0458 GMT - KMD Brands' FY 2023 sales guidance was about A$50 million lower than UBS analysts Bianca Fledderus expected, likely because of weak Australian consumer sentiment. Fledderus is particularly disappointed by Ebitda guidance of A$105 million-A$110 million, which is 19% lower than her prior forecast at the mid-point. She calls out weak 4Q Australian consumer sentiment paired with lower Kathmandu-brand sales against the backdrop of a relatively warm June. UBS maintains a buy rating on the retailer but cuts its target price 26% to NZ$1.15. Shares are up 2.1% at NZ$0.97. (stuart.condie@wsj.com

0422 GMT - Reliance Worldwide faces revenue headwinds in the U.K. from softening housing-construction activity, Citi analysts say. They tell clients in a note that they have seen negative signals from three leading building-material distributors in the U.K. over the past three weeks, which doesn't bode well for the Australia-listed plumbing-supplies manufacturer. Soft construction activity contributes to their cautious outlook, they say. Citi trims the stock's target price 1.2% to A$4.05 and keeps a neutral call. Shares are up 0.25% at A$4.00. (stuart.condie@wsj.com)

0357 GMT - Macquarie's analysts lower their EPS forecasts for Incitec Pivot for each of the next three years on lower diammonium phosphate and ammonia price expectations. They cut their forecasts for FY 2023 by 12%, for FY 2024 by 11%, and for FY 2025 by 13%, which they tell clients in a note also reflects higher underlying cash costs for the fertilizer and explosives maker's Phosphate Hill plant. This is related to higher gas-sourcing costs and the increased cost of so-called fly-in, fly-out labor, the analysts say. Macquarie trims the target price by 3.2% to A$3.00 and stays neutral on the stock, which is down 1.7% at A$2.87. (stuart.condie@wsj.com)

0258 GMT - Netwealth may continue to see volatility in quarterly net flows, says E&P analyst Olivier Coulon in a note. The financial services firm says that the Australian platform operator continues to see elevated outflows, but the on-year decline in inflows appears to have stemmed in the June quarter. "While the company appears confident in its ability to continue to take meaningful market share, the commentary around the difficulty of estimating timing of transitions suggests that we should expect to continue to see volatility in quarterly net flows in the near future," says E&P. After several quarters of weaker flows, the stock should perform well today after its June quarterly business update.

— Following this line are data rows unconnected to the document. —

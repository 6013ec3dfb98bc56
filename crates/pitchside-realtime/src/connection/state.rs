//! Connection lifecycle states and the transitions allowed between them.

use std::fmt;

use serde::Serialize;

#[derive(Debug, Clone, Copy, PartialEq, Eq, Hash, Serialize)]
#[serde(rename_all = "snake_case")]
pub enum ConnectionState {
    Disconnected,
    Connecting,
    Connected,
    /// The transport lost its link and is restoring it.
    Reconnecting,
    Disconnecting,
}

impl ConnectionState {
    pub fn as_str(self) -> &'static str {
        match self {
            ConnectionState::Disconnected => "disconnected",
            ConnectionState::Connecting => "connecting",
            ConnectionState::Connected => "connected",
            ConnectionState::Reconnecting => "reconnecting",
            ConnectionState::Disconnecting => "disconnecting",
        }
    }

    pub fn can_transition_to(self, next: ConnectionState) -> bool {
        use ConnectionState::*;
        matches!(
            (self, next),
            (Disconnected, Connecting)
                | (Connecting, Connected)
                | (Connecting, Disconnected)
                | (Connected, Disconnected)
                | (Connected, Reconnecting)
                | (Reconnecting, Connected)
                | (Reconnecting, Disconnected)
                | (Connected | Connecting | Reconnecting, Disconnecting)
                | (Disconnecting, Disconnected)
        )
    }
}

impl fmt::Display for ConnectionState {
    fn fmt(&self, f: &mut fmt::Formatter<'_>) -> fmt::Result {
        f.write_str(self.as_str())
    }
}
#[cfg(test)]
mod tests {
    use std::time::Duration;

    use async_trait::async_trait;
    use serde_json::json;
    use tokio::sync::mpsc;

    use super::*;
    use crate::protocol::{methods, NotificationEvent, SimulationEvent};
    use crate::testing::{eventually, fast_config, recv_within, MockConnector};
    use crate::token::StaticTokenProvider;
    use crate::transport::TransportEvent;

    const SIM: &str = "/matchSimulationHub";
    const NOTIFY: &str = "/Notify";

    fn client_with(tokens: Arc<dyn TokenProvider>) -> (RealtimeClient, MockConnector) {
        let mock = MockConnector::new();
        let client = RealtimeClient::with_connector(
            fast_config(),
            tokens,
            Arc::new(mock.clone()),
            Arc::new(TracingDiagnostics),
        );
        (client, mock)
    }

    fn client() -> (RealtimeClient, MockConnector) {
        client_with(Arc::new(StaticTokenProvider::new(Some("jwt".into()))))
    }

    /// Let every pending reconnect timer run out. Tests calling this run on a
    /// paused clock, so the sleep auto-advances through the whole backoff chain.
    async fn settle() {
        tokio::time::sleep(Duration::from_secs(5)).await;
    }

    /// Authenticated, but refresh always fails.
    struct ExpiredSession;

    #[async_trait]
    impl TokenProvider for ExpiredSession {
        fn current_token(&self) -> Option<String> {
            Some("stale".into())
        }

        fn is_authenticated(&self) -> bool {
            true
        }

        async fn refresh(&self) -> bool {
            false
        }
    }

    #[tokio::test]
    async fn connect_all_opens_both_channels() {
        let (client, mock) = client();
        assert!(client.connect_all().await);

        assert!(client.is_connected());
        assert_eq!(mock.connects_to(SIM), 1);
        assert_eq!(mock.connects_to(NOTIFY), 1);
    }

    #[tokio::test]
    async fn connect_all_failure_of_one_channel_keeps_the_other() {
        let (client, mock) = client();
        mock.reject_endpoint(NOTIFY, RealtimeError::Transient("refused".into()));

        assert!(!client.connect_all().await);
        assert_eq!(client.state(ChannelKind::Simulation), ConnectionState::Connected);
        assert_ne!(
            client.state(ChannelKind::Notifications),
            ConnectionState::Connected
        );

        // The failed channel keeps retrying on its own budget.
        mock.accept_endpoint(NOTIFY);
        assert!(eventually(|| client.is_connected()).await);
        assert_eq!(mock.connects_to(SIM), 1);
    }

    #[tokio::test]
    async fn ensure_connected_when_up_does_nothing() {
        let (client, mock) = client();
        assert!(client.connect_all().await);
        assert!(client.ensure_connected().await);
        assert_eq!(mock.connect_count(), 2);
    }

    #[tokio::test]
    async fn ensure_connected_without_session_skips_network() {
        let (client, mock) = client_with(Arc::new(StaticTokenProvider::new(None)));
        assert!(!client.ensure_connected().await);
        assert_eq!(mock.connect_count(), 0);
        assert_eq!(client.state(ChannelKind::Simulation), ConnectionState::Disconnected);
    }

    #[tokio::test]
    async fn ensure_connected_fails_when_refresh_fails() {
        let (client, mock) = client_with(Arc::new(ExpiredSession));
        assert!(!client.ensure_connected().await);
        assert_eq!(mock.connect_count(), 0);
    }

    #[tokio::test(start_paused = true)]
    async fn auth_failure_on_one_channel_stops_both() {
        let (client, mock) = client();
        assert!(client.connect_all().await);

        mock.emit_on(
            SIM,
            TransportEvent::Closed(Some(RealtimeError::AuthFailure("token expired".into()))),
        );

        assert!(eventually(|| {
            client.state(ChannelKind::Simulation) == ConnectionState::Disconnected
                && client.state(ChannelKind::Notifications) == ConnectionState::Disconnected
        })
        .await);
        settle().await;

        assert_eq!(mock.connect_count(), 2);
        let stats = client.connection_stats();
        assert_eq!(stats.simulation.attempts, 5);
        assert_eq!(stats.notifications.attempts, 5);
    }

    #[tokio::test]
    async fn reset_connections_recovers_after_auth_failure() {
        let (client, mock) = client();
        assert!(client.connect_all().await);
        mock.emit_on(
            NOTIFY,
            TransportEvent::Closed(Some(RealtimeError::AuthFailure("Unauthorized".into()))),
        );
        assert!(eventually(|| !client.simulation().has_live_link()).await);

        assert!(client.reset_connections().await);
        assert!(client.is_connected());
        let stats = client.connection_stats();
        assert_eq!(stats.simulation.attempts, 0);
        assert_eq!(stats.notifications.attempts, 0);
        assert_eq!(mock.connect_count(), 4);
    }

    #[tokio::test]
    async fn join_helpers_route_to_owning_channel() {
        let (client, mock) = client();
        client.join_simulation("42").await.unwrap();
        client.join_user_notifications("abc").await.unwrap();

        assert_eq!(mock.calls_to(methods::JOIN_SIMULATION), vec!["42"]);
        assert_eq!(mock.calls_to(methods::JOIN_USER_NOTIFICATION_GROUP), vec!["abc"]);
        assert_eq!(
            client.simulation().subscriptions(),
            vec![Group::Simulation("42".into())]
        );
        assert_eq!(
            client.notifications().subscriptions(),
            vec![Group::UserNotifications("abc".into())]
        );

        client.leave_user_notifications("abc").await.unwrap();
        assert_eq!(mock.calls_to(methods::LEAVE_USER_NOTIFICATION_GROUP), vec!["abc"]);
        assert!(client.notifications().subscriptions().is_empty());
    }

    #[tokio::test]
    async fn typed_listeners_bind_to_their_channel() {
        let (client, mock) = client();
        let (tx, mut rx) = mpsc::unbounded_channel();

        let sim_handle = client.on(SimulationEvent::MatchEvent, |_| Ok(()));
        let notify_handle = client.on(NotificationEvent::Notification, move |m| {
            let title: serde_json::Value = m.payload()?;
            let _ = tx.send(title);
            Ok(())
        });
        assert_eq!(sim_handle.channel(), ChannelKind::Simulation);
        assert_eq!(notify_handle.channel(), ChannelKind::Notifications);

        assert!(client.connect_all().await);
        mock.emit_on(
            NOTIFY,
            TransportEvent::Message {
                target: "ReceiveNotification".into(),
                arguments: vec![json!({ "title": "Kick-off" })],
            },
        );
        assert_eq!(recv_within(&mut rx).await, Some(json!({ "title": "Kick-off" })));

        assert!(client.off(notify_handle));
        assert!(!client.off(notify_handle));
        assert_eq!(client.connection_stats().notifications.listeners, 0);
        assert_eq!(client.connection_stats().simulation.listeners, 1);
    }

    #[tokio::test]
    async fn remove_listeners_drops_only_that_event() {
        let (client, _mock) = client();
        client.on(SimulationEvent::MatchEvent, |_| Ok(()));
        client.on(SimulationEvent::MatchEvent, |_| Ok(()));
        client.on(SimulationEvent::SimulationComplete, |_| Ok(()));

        assert_eq!(client.remove_listeners(SimulationEvent::MatchEvent), 2);
        assert_eq!(client.remove_listeners(SimulationEvent::MatchEvent), 0);
        assert_eq!(client.remove_listeners(NotificationEvent::Notification), 0);
        assert_eq!(client.connection_stats().simulation.listeners, 1);
    }

    #[tokio::test]
    async fn invoke_on_disconnected_channel_is_rejected() {
        let (client, _mock) = client();
        let err = client
            .invoke(ChannelKind::Notifications, "Anything", vec![])
            .await
            .unwrap_err();
        assert_eq!(err, RealtimeError::NotConnected(ChannelKind::Notifications));
    }

    #[tokio::test]
    async fn cleanup_forgets_groups_and_listeners() {
        let (client, _mock) = client();
        client.on(SimulationEvent::SimulationProgress, |_| Ok(()));
        client.on_raw(ChannelKind::Notifications, "MatchStarted", |_| Ok(()));
        client.join_simulation("1").await.unwrap();

        client.cleanup().await;

        let stats = client.connection_stats();
        for channel in [&stats.simulation, &stats.notifications] {
            assert_eq!(channel.state, ConnectionState::Disconnected);
            assert_eq!(channel.groups, 0);
            assert_eq!(channel.listeners, 0);
            assert!(!channel.has_connection);
        }
    }

    #[tokio::test]
    async fn stats_serialize_per_channel() {
        let (client, _mock) = client();
        client.join_simulation("3").await.unwrap();

        let value = serde_json::to_value(client.connection_stats()).unwrap();
        assert_eq!(value["simulation"]["state"], "connected");
        assert_eq!(value["simulation"]["groups"], 1);
        assert_eq!(value["simulation"]["has_connection"], true);
        assert_eq!(value["notifications"]["state"], "disconnected");
        assert_eq!(value["notifications"]["attempts"], 0);
        assert_eq!(value["client_id"], client.id().as_str());
    }
}
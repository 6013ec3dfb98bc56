//! Reconnect decisions: failure classes, exponential backoff, retry budget.

use std::time::Duration;

use serde::Serialize;

/// Why a connection attempt or a live connection ended.
#[derive(Debug, Clone, Copy, PartialEq, Eq, Hash, Serialize)]
#[serde(rename_all = "snake_case")]
pub enum FailureClass {
    Transient,
    AuthFailure,
    /// Ended by an explicit `disconnect()`.
    Manual,
}

/// Outcome of evaluating the policy after a failure.
#[derive(Debug, Clone, Copy, PartialEq, Eq)]
pub struct ReconnectDecision {
    pub retry: bool,
    pub delay: Duration,
}

impl ReconnectDecision {
    pub fn stop() -> Self {
        Self {
            retry: false,
            delay: Duration::ZERO,
        }
    }

    pub fn after(delay: Duration) -> Self {
        Self { retry: true, delay }
    }

    pub fn delay_ms(&self) -> u64 {
        u64::try_from(self.delay.as_millis()).unwrap_or(u64::MAX)
    }
}

/// Pure retry policy. Holds no state; see [`ReconnectCounter`] for that.
#[derive(Debug, Clone, Copy, PartialEq, Eq)]
pub struct ReconnectPolicy {
    pub max_attempts: u32,
    pub base_delay: Duration,
    pub max_delay: Duration,
}

impl Default for ReconnectPolicy {
    fn default() -> Self {
        Self {
            max_attempts: 5,
            base_delay: Duration::from_millis(1000),
            max_delay: Duration::from_millis(30_000),
        }
    }
}

impl ReconnectPolicy {
    /// `min(base * 2^attempts, max)`.
    pub fn delay_for(&self, attempts: u32) -> Duration {
        let factor = 2u32.checked_pow(attempts).unwrap_or(u32::MAX);
        self.base_delay
            .checked_mul(factor)
            .unwrap_or(self.max_delay)
            .min(self.max_delay)
    }

    /// Decide whether to retry after a failure.
    ///
    /// `authenticated` is false once the session is gone; no retry is
    /// attempted against a dead session.
    pub fn decide(&self, attempts: u32, class: FailureClass, authenticated: bool) -> ReconnectDecision {
        match class {
            FailureClass::AuthFailure | FailureClass::Manual => ReconnectDecision::stop(),
            FailureClass::Transient if !authenticated => ReconnectDecision::stop(),
            FailureClass::Transient if attempts >= self.max_attempts => ReconnectDecision::stop(),
            FailureClass::Transient => ReconnectDecision::after(self.delay_for(attempts)),
        }
    }
}

/// Per-channel attempt bookkeeping.
///
/// Reset on success or manual reconnect, incremented per scheduled automatic
/// attempt, frozen once an auth failure is seen.
#[derive(Debug, Clone, Default, PartialEq, Eq)]
pub struct ReconnectCounter {
    attempts: u32,
    last_failure: Option<FailureClass>,
    frozen: bool,
}

impl ReconnectCounter {
    pub fn new() -> Self {
        Self::default()
    }

    pub fn attempts(&self) -> u32 {
        self.attempts
    }

    pub fn last_failure(&self) -> Option<FailureClass> {
        self.last_failure
    }

    pub fn is_frozen(&self) -> bool {
        self.frozen
    }

    pub fn reset(&mut self) {
        self.attempts = 0;
        self.frozen = false;
    }

    /// Spend the whole budget so no automatic attempt is scheduled.
    pub fn exhaust(&mut self, policy: &ReconnectPolicy) {
        self.attempts = policy.max_attempts;
    }

    /// Record an explicit disconnect. An auth failure stays visible.
    pub fn note_manual_disconnect(&mut self) {
        if !self.frozen {
            self.last_failure = Some(FailureClass::Manual);
        }
    }

    /// Record a failure and decide on the next automatic attempt.
    pub fn on_failure(
        &mut self,
        policy: &ReconnectPolicy,
        class: FailureClass,
        authenticated: bool,
    ) -> ReconnectDecision {
        self.last_failure = Some(class);
        if class == FailureClass::AuthFailure {
            self.frozen = true;
        }
        if self.frozen {
            return ReconnectDecision::stop();
        }

        let decision = policy.decide(self.attempts, class, authenticated);
        if decision.retry {
            self.attempts += 1;
        }
        decision
    }
}

#[cfg(test)]
mod tests {
    use super::*;

    #[test]
    fn backoff_sequence_doubles_from_one_second() {
        let policy = ReconnectPolicy::default();
        let mut counter = ReconnectCounter::new();

        let delays: Vec<u64> = std::iter::from_fn(|| {
            let d = counter.on_failure(&policy, FailureClass::Transient, true);
            d.retry.then(|| d.delay_ms())
        })
        .collect();

        assert_eq!(delays, vec![1000, 2000, 4000, 8000, 16000]);
        assert_eq!(counter.attempts(), 5);
    }

    #[test]
    fn no_sixth_attempt_after_five_failures() {
        let policy = ReconnectPolicy::default();
        let mut counter = ReconnectCounter::new();
        for _ in 0..5 {
            assert!(counter.on_failure(&policy, FailureClass::Transient, true).retry);
        }
        let sixth = counter.on_failure(&policy, FailureClass::Transient, true);
        assert!(!sixth.retry);
        assert_eq!(counter.attempts(), 5);
    }

    #[test]
    fn delay_is_capped() {
        let policy = ReconnectPolicy {
            max_attempts: 10,
            ..ReconnectPolicy::default()
        };
        assert_eq!(policy.delay_for(4), Duration::from_millis(16_000));
        assert_eq!(policy.delay_for(5), Duration::from_millis(30_000));
        assert_eq!(policy.delay_for(9), Duration::from_millis(30_000));
        assert_eq!(policy.delay_for(40), Duration::from_millis(30_000));
    }

    #[test]
    fn auth_failure_never_retries() {
        let policy = ReconnectPolicy::default();
        for attempts in 0..=5 {
            let d = policy.decide(attempts, FailureClass::AuthFailure, true);
            assert!(!d.retry, "retried at attempt {attempts}");
        }
    }

    #[test]
    fn auth_failure_freezes_counter() {
        let policy = ReconnectPolicy::default();
        let mut counter = ReconnectCounter::new();
        counter.on_failure(&policy, FailureClass::Transient, true);
        assert_eq!(counter.attempts(), 1);

        let d = counter.on_failure(&policy, FailureClass::AuthFailure, true);
        assert!(!d.retry);
        assert!(counter.is_frozen());

        // Later transient failures stay suppressed and do not count.
        let d = counter.on_failure(&policy, FailureClass::Transient, true);
        assert!(!d.retry);
        assert_eq!(counter.attempts(), 1);
        assert_eq!(counter.last_failure(), Some(FailureClass::Transient));
    }

    #[test]
    fn unauthenticated_session_suppresses_retry() {
        let policy = ReconnectPolicy::default();
        let mut counter = ReconnectCounter::new();
        let d = counter.on_failure(&policy, FailureClass::Transient, false);
        assert!(!d.retry);
        assert_eq!(counter.attempts(), 0);
    }

    #[test]
    fn manual_class_does_not_retry() {
        let policy = ReconnectPolicy::default();
        assert!(!policy.decide(0, FailureClass::Manual, true).retry);
    }

    #[test]
    fn reset_clears_attempts_and_freeze() {
        let policy = ReconnectPolicy::default();
        let mut counter = ReconnectCounter::new();
        counter.on_failure(&policy, FailureClass::Transient, true);
        counter.on_failure(&policy, FailureClass::AuthFailure, true);

        counter.reset();
        assert_eq!(counter.attempts(), 0);
        assert!(!counter.is_frozen());
        let d = counter.on_failure(&policy, FailureClass::Transient, true);
        assert!(d.retry);
        assert_eq!(d.delay_ms(), 1000);
    }

    #[test]
    fn exhaust_spends_budget_without_exceeding_it() {
        let policy = ReconnectPolicy::default();
        let mut counter = ReconnectCounter::new();
        counter.exhaust(&policy);
        assert_eq!(counter.attempts(), policy.max_attempts);
        assert!(!counter.on_failure(&policy, FailureClass::Transient, true).retry);
        assert_eq!(counter.attempts(), policy.max_attempts);
    }
}
//! pitchside-monitor: watch the match-simulation and notification hubs.
//!
//! Connects both realtime channels, joins the groups named on the command
//! line, and logs every event the server pushes until interrupted.

mod settings;

use std::path::PathBuf;
use std::process::ExitCode;
use std::sync::Arc;
use std::time::Duration;

use clap::Parser;
use pitchside_common::PitchsideError;
use pitchside_config::{config_to_json, load_config, load_from_path, PitchsideConfig};
use pitchside_realtime::{
    HubEvent, NotificationEvent, RealtimeClient, SimulationEvent, StaticTokenProvider,
};

#[derive(Parser)]
#[command(name = "pitchside-monitor", about = "Log live match-simulation and notification events")]
struct Args {
    /// Config file. Defaults to the platform config directory.
    #[arg(short, long)]
    config: Option<PathBuf>,

    /// Override the API base URL from the config file.
    #[arg(long)]
    base_url: Option<String>,

    /// Simulation to join. May be repeated.
    #[arg(short, long = "simulation")]
    simulations: Vec<String>,

    /// User whose notification group to join.
    #[arg(short, long)]
    user: Option<String>,

    /// Bearer token for both hubs.
    #[arg(long, env = "PITCHSIDE_TOKEN", hide_env_values = true)]
    token: Option<String>,

    /// Log connection stats every N seconds (0 disables).
    #[arg(long, default_value_t = 0)]
    stats_interval: u64,

    /// Print the effective configuration as JSON and exit.
    #[arg(long)]
    print_config: bool,
}

#[tokio::main]
async fn main() -> ExitCode {
    let args = Args::parse();

    let config = match load(&args) {
        Ok(config) => config,
        Err(e) => {
            eprintln!("pitchside-monitor: {e}");
            return ExitCode::FAILURE;
        }
    };
    if args.print_config {
        println!("{}", config_to_json(&config));
        return ExitCode::SUCCESS;
    }

    tracing_subscriber::fmt()
        .with_env_filter(
            tracing_subscriber::EnvFilter::try_from_default_env()
                .unwrap_or_else(|_| config.logging.level.as_filter().into()),
        )
        .init();

    match run(args, config).await {
        Ok(()) => ExitCode::SUCCESS,
        Err(e) => {
            tracing::error!(error = %e, "Monitor stopped");
            ExitCode::FAILURE
        }
    }
}

fn load(args: &Args) -> Result<PitchsideConfig, PitchsideError> {
    let mut config = match &args.config {
        Some(path) => load_from_path(path)?,
        None => load_config()?,
    };
    if let Some(url) = &args.base_url {
        config.realtime.base_url = url.clone();
        pitchside_config::validation::validate(&config)?;
    }
    Ok(config)
}

async fn run(args: Args, config: PitchsideConfig) -> Result<(), PitchsideError> {
    let tokens = Arc::new(StaticTokenProvider::new(args.token.clone()));
    let client = RealtimeClient::new(settings::realtime_config(&config.realtime), tokens);
    tracing::info!(client = %client.id(), base_url = %config.realtime.base_url, "pitchside-monitor starting");

    for event in SimulationEvent::ALL {
        log_event(&client, event);
    }
    for event in NotificationEvent::ALL {
        log_event(&client, event);
    }

    if !client.ensure_connected().await {
        return Err(PitchsideError::Realtime(
            "could not connect to the realtime hubs".into(),
        ));
    }

    for simulation in &args.simulations {
        client
            .join_simulation(simulation)
            .await
            .map_err(|e| PitchsideError::Realtime(e.to_string()))?;
    }
    if let Some(user) = &args.user {
        client
            .join_user_notifications(user)
            .await
            .map_err(|e| PitchsideError::Realtime(e.to_string()))?;
    }

    let stats_task = (args.stats_interval > 0).then(|| {
        let every = Duration::from_secs(args.stats_interval);
        let simulation = client.simulation().clone();
        let notifications = client.notifications().clone();
        tokio::spawn(async move {
            loop {
                tokio::time::sleep(every).await;
                let stats = serde_json::json!({
                    "simulation": simulation.stats(),
                    "notifications": notifications.stats(),
                });
                tracing::info!(stats = %stats, "Connection stats");
            }
        })
    });

    tokio::signal::ctrl_c().await?;
    tracing::info!("Interrupted, shutting down");

    if let Some(task) = stats_task {
        task.abort();
    }
    client.cleanup().await;
    Ok(())
}

/// Log every occurrence of `event` with its payload.
fn log_event<E: HubEvent>(client: &RealtimeClient, event: E) {
    let name = event.name();
    client.on(event, move |message| {
        let payload = serde_json::Value::Array(message.arguments.clone());
        tracing::info!(channel = %message.channel, event = name, payload = %payload, "Event");
        Ok(())
    });
}
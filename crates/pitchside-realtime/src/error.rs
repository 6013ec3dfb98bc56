//! Error taxonomy for the realtime client.

use crate::policy::FailureClass;
use crate::protocol::ChannelKind;

/// Error raised inside a listener callback. Reported, never propagated.
pub type ListenerError = Box<dyn std::error::Error + Send + Sync>;

#[derive(Debug, Clone, PartialEq, Eq, thiserror::Error)]
pub enum RealtimeError {
    /// Token missing, rejected, or expired.
    #[error("authentication failed: {0}")]
    AuthFailure(String),

    /// Drop, handshake failure, or close without an auth signal.
    #[error("transient network failure: {0}")]
    Transient(String),

    #[error("{0} channel is not connected")]
    NotConnected(ChannelKind),

    #[error("remote call {method} failed: {message}")]
    Invocation { method: String, message: String },

    #[error("timed out: {0}")]
    Timeout(String),

    #[error("protocol error: {0}")]
    Protocol(String),

    /// The attempt finished after `disconnect()` and was torn down.
    #[error("connection attempt superseded by disconnect")]
    Superseded,
}

impl RealtimeError {
    /// Failure class that drives the reconnect decision.
    pub fn failure_class(&self) -> FailureClass {
        match self {
            RealtimeError::AuthFailure(_) => FailureClass::AuthFailure,
            RealtimeError::Superseded => FailureClass::Manual,
            _ => FailureClass::Transient,
        }
    }

    pub fn is_auth_failure(&self) -> bool {
        matches!(self, RealtimeError::AuthFailure(_))
    }
}
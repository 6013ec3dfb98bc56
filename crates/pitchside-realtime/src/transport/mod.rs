//! Transport seam between a channel connection and the wire.
//!
//! A [`Connector`] opens one authenticated hub connection and hands back a
//! [`TransportLink`]: a sink for outbound calls plus a stream of inbound
//! [`TransportEvent`]s. Transports never reconnect on their own; every
//! close is reported and the channel's reconnect policy decides what next.

pub mod hub_protocol;
mod websocket;

use async_trait::async_trait;
use tokio::sync::mpsc;

use crate::error::RealtimeError;

pub use websocket::{TransportOptions, WebSocketConnector};

/// What a live transport reports to its owning channel.
#[derive(Debug, Clone, PartialEq)]
pub enum TransportEvent {
    /// Server invoked a client method.
    Message {
        target: String,
        arguments: Vec<serde_json::Value>,
    },
    /// Transport lost its link and is re-establishing it itself.
    Reconnecting,
    /// Transport re-established its link; groups must be re-joined.
    Reconnected,
    /// Link is gone. `None` means a clean close.
    Closed(Option<RealtimeError>),
}

/// Outbound half of a live connection.
#[async_trait]
pub trait TransportSink: Send + Sync {
    /// Call a hub method and wait for its completion.
    async fn invoke(
        &self,
        target: &str,
        arguments: Vec<serde_json::Value>,
    ) -> Result<serde_json::Value, RealtimeError>;

    /// Tear the connection down. Safe to call more than once.
    async fn close(&self);
}

/// A freshly opened connection.
pub struct TransportLink {
    pub sink: std::sync::Arc<dyn TransportSink>,
    pub events: mpsc::UnboundedReceiver<TransportEvent>,
}

/// Opens connections to a hub endpoint with a bearer token.
#[async_trait]
pub trait Connector: Send + Sync {
    async fn connect(&self, endpoint: &str, token: &str) -> Result<TransportLink, RealtimeError>;
}
//! Credential source consulted on every connection attempt.

use std::sync::{PoisonError, RwLock};

use async_trait::async_trait;

/// Supplies the bearer token for hub connections.
///
/// `current_token` is read at the moment of every attempt, never cached
/// across attempts, so a token refreshed mid-session is picked up by the
/// next reconnect.
#[async_trait]
pub trait TokenProvider: Send + Sync {
    fn current_token(&self) -> Option<String>;

    fn is_authenticated(&self) -> bool;

    /// Give the provider a chance to refresh its credentials.
    /// Returns whether the session is usable afterwards.
    async fn refresh(&self) -> bool {
        self.is_authenticated()
    }
}

/// Token provider backed by a settable in-memory token.
#[derive(Debug, Default)]
pub struct StaticTokenProvider {
    token: RwLock<Option<String>>,
}

impl StaticTokenProvider {
    pub fn new(token: Option<String>) -> Self {
        Self {
            token: RwLock::new(token),
        }
    }

    pub fn set_token(&self, token: impl Into<String>) {
        *self.token.write().unwrap_or_else(PoisonError::into_inner) = Some(token.into());
    }

    pub fn clear(&self) {
        *self.token.write().unwrap_or_else(PoisonError::into_inner) = None;
    }
}

#[async_trait]
impl TokenProvider for StaticTokenProvider {
    fn current_token(&self) -> Option<String> {
        self.token
            .read()
            .unwrap_or_else(PoisonError::into_inner)
            .clone()
            .filter(|t| !t.is_empty())
    }

    fn is_authenticated(&self) -> bool {
        self.current_token().is_some()
    }
}
use serde::{Deserialize, Serialize};
use std::fmt;

pub fn new_id() -> String {
    uuid::Uuid::new_v4().to_string()
}

/// Short hex id used to tag related log lines (e.g. one connection attempt).
pub fn new_correlation_id() -> String {
    let uuid = uuid::Uuid::new_v4();
    let bytes = uuid.as_bytes();
    format!(
        "{:02x}{:02x}{:02x}{:02x}",
        bytes[0], bytes[1], bytes[2], bytes[3]
    )
}

/// Identity of one realtime client instance, stamped on its log lines.
#[derive(Debug, Clone, PartialEq, Eq, Hash, Serialize, Deserialize)]
pub struct ClientId(String);

impl ClientId {
    pub fn new() -> Self {
        Self(new_id())
    }

    pub fn as_str(&self) -> &str {
        &self.0
    }
}

impl Default for ClientId {
    fn default() -> Self {
        Self::new()
    }
}

impl fmt::Display for ClientId {
    fn fmt(&self, f: &mut fmt::Formatter<'_>) -> fmt::Result {
        write!(f, "{}", self.0)
    }
}

#[cfg(test)]
mod tests {
    use super::*;

    #[test]
    fn new_id_is_valid_uuid() {
        let id = new_id();
        let parsed = uuid::Uuid::parse_str(&id);
        assert!(parsed.is_ok());
        assert_eq!(parsed.unwrap().get_version_num(), 4);
    }

    #[test]
    fn correlation_id_is_short_hex() {
        let cid = new_correlation_id();
        assert_eq!(cid.len(), 8);
        assert!(cid.chars().all(|c| c.is_ascii_hexdigit()));
    }

    #[test]
    fn correlation_id_is_unique() {
        assert_ne!(new_correlation_id(), new_correlation_id());
    }

    #[test]
    fn client_id_display_matches_str() {
        let id = ClientId::new();
        assert_eq!(id.to_string(), id.as_str());
        assert!(uuid::Uuid::parse_str(id.as_str()).is_ok());
    }

    #[test]
    fn client_id_equality_and_serialization() {
        let id = ClientId::default();
        assert_eq!(id, id.clone());
        assert_ne!(id, ClientId::new());

        let json = serde_json::to_string(&id).unwrap();
        let back: ClientId = serde_json::from_str(&json).unwrap();
        assert_eq!(id, back);
    }
}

Netwealth rises 5.9% to A$14.55/share. (alice.uribe@wsj.com)

0244 GMT - Australia's competition regulator will likely approve ANZ's acquisition of Suncorp's bank when it hands down its decision on July 28, Morgan Stanley analysts say in a note. The analysts see two scenarios in its base case: an outright approval or a conditional approval. They don't expect the regulator to block the transaction, a move that could spur the companies to appeal to the Australian Competition Tribunal. If scenario one of outright approval is the outcome, MS expects the market to value Suncorp's bank at A$4.1 billion in net proceeds, which it thinks would add around 10% to Suncorp's stock price. Shares last around A$13.56. (alice.uribe@wsj.com)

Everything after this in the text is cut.